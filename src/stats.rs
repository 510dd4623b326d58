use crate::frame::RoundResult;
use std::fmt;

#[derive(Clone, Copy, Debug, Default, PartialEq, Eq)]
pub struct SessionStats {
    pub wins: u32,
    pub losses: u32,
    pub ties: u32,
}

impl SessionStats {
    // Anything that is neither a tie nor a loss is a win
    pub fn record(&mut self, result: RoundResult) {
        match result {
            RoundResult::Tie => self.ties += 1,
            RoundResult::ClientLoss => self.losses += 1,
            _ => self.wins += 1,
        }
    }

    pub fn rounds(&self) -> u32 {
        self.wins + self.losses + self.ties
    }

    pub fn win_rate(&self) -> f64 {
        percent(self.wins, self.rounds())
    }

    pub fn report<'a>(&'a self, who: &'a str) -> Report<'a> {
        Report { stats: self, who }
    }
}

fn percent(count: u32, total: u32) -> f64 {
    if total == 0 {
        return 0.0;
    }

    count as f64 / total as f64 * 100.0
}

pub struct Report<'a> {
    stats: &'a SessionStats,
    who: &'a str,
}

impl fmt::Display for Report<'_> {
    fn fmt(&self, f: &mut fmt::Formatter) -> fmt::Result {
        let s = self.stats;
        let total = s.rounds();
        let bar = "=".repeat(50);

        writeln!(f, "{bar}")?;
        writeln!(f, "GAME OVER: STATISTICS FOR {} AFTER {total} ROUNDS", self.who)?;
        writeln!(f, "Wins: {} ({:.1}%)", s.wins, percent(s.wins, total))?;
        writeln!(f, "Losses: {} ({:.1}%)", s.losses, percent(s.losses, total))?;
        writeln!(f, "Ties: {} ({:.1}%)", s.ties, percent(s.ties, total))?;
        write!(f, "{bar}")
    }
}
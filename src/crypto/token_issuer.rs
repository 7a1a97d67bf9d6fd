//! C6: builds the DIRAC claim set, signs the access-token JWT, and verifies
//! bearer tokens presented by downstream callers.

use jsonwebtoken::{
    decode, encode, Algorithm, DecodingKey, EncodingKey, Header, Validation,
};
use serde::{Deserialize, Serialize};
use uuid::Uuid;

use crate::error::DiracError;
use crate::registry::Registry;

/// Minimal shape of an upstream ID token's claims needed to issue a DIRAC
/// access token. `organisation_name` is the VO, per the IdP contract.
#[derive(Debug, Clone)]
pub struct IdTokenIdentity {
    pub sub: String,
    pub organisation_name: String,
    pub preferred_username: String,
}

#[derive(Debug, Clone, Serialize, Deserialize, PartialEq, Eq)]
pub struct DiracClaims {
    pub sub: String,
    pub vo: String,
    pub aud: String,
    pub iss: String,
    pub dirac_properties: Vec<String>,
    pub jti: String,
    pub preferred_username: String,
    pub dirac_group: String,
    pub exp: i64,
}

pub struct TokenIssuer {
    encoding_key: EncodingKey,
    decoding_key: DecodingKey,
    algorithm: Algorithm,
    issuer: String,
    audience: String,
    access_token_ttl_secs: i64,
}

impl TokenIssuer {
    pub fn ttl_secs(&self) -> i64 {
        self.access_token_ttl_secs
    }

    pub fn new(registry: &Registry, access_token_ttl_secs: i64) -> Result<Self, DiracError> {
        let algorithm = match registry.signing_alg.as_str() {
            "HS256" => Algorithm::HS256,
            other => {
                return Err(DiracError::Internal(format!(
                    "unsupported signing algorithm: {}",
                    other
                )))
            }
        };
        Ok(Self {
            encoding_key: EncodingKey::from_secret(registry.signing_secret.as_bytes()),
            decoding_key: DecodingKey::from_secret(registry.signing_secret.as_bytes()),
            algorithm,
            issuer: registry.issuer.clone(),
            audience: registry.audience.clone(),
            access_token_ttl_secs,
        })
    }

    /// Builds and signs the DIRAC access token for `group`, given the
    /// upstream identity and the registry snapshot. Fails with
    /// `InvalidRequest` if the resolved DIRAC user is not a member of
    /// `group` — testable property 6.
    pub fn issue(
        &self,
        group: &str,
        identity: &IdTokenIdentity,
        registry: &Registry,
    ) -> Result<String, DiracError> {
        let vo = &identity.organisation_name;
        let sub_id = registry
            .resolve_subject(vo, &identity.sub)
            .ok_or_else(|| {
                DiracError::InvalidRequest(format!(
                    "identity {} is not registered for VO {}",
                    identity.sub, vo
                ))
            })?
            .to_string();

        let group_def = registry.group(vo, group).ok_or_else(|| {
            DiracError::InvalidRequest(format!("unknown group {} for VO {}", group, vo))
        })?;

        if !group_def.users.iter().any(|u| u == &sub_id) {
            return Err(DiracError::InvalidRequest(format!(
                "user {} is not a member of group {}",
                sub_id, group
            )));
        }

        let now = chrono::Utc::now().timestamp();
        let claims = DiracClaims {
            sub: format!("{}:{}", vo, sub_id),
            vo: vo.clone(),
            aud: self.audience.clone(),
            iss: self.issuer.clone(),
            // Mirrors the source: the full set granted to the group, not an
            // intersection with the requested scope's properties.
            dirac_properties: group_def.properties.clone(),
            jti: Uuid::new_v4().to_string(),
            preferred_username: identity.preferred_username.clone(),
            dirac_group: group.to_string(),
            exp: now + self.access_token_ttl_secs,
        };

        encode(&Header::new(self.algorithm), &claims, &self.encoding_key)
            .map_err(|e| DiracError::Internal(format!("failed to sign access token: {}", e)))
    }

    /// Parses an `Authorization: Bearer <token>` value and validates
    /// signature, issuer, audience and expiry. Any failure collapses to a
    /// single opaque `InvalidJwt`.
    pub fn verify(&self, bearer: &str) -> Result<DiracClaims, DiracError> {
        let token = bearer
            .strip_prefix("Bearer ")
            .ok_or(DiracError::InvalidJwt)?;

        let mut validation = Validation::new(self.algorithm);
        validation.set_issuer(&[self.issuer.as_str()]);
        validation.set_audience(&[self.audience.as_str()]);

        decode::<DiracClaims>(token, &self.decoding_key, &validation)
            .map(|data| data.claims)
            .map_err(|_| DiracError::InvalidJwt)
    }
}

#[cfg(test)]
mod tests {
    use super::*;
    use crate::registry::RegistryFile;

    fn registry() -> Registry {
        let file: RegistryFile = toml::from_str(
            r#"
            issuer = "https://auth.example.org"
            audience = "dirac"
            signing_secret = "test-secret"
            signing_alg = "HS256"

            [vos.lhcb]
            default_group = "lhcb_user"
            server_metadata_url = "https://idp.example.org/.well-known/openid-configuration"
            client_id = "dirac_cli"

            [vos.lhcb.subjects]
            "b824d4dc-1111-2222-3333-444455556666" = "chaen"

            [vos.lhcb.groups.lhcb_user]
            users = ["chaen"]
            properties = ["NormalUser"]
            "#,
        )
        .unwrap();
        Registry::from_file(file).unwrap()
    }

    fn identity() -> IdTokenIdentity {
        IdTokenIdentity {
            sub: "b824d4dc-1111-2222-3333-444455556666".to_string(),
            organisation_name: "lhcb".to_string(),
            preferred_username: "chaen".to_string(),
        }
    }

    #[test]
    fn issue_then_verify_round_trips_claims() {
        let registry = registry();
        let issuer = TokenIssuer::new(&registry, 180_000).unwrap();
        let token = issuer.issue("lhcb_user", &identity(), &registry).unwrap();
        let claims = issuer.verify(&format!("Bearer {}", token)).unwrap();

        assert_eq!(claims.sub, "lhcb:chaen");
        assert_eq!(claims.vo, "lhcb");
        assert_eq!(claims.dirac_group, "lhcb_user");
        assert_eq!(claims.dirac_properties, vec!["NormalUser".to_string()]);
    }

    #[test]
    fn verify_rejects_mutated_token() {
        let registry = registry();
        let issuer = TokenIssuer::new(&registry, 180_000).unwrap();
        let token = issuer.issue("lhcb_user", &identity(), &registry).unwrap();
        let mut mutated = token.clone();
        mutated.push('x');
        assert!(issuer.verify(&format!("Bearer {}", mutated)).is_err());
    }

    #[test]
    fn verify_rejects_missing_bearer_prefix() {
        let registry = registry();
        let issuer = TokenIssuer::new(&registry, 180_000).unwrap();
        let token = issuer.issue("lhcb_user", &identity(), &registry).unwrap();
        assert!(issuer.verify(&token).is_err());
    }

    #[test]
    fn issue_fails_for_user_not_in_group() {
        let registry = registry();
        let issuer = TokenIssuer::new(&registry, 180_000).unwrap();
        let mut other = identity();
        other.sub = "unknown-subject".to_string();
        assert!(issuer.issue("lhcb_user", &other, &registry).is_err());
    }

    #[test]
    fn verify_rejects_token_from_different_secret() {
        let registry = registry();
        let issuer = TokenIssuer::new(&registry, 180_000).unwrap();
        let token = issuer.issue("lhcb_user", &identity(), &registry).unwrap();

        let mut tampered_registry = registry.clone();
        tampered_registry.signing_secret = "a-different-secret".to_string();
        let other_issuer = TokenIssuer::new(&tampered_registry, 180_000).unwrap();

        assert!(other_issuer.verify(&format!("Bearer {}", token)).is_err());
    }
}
· · · ·
* [Problem details]
Please go through the data above and copy each line containing the word "Deserialize".

* [Answer area]
use serde::{Deserialize, Serialize};
#[derive(Debug, Clone, Serialize, Deserialize, PartialEq, Eq)]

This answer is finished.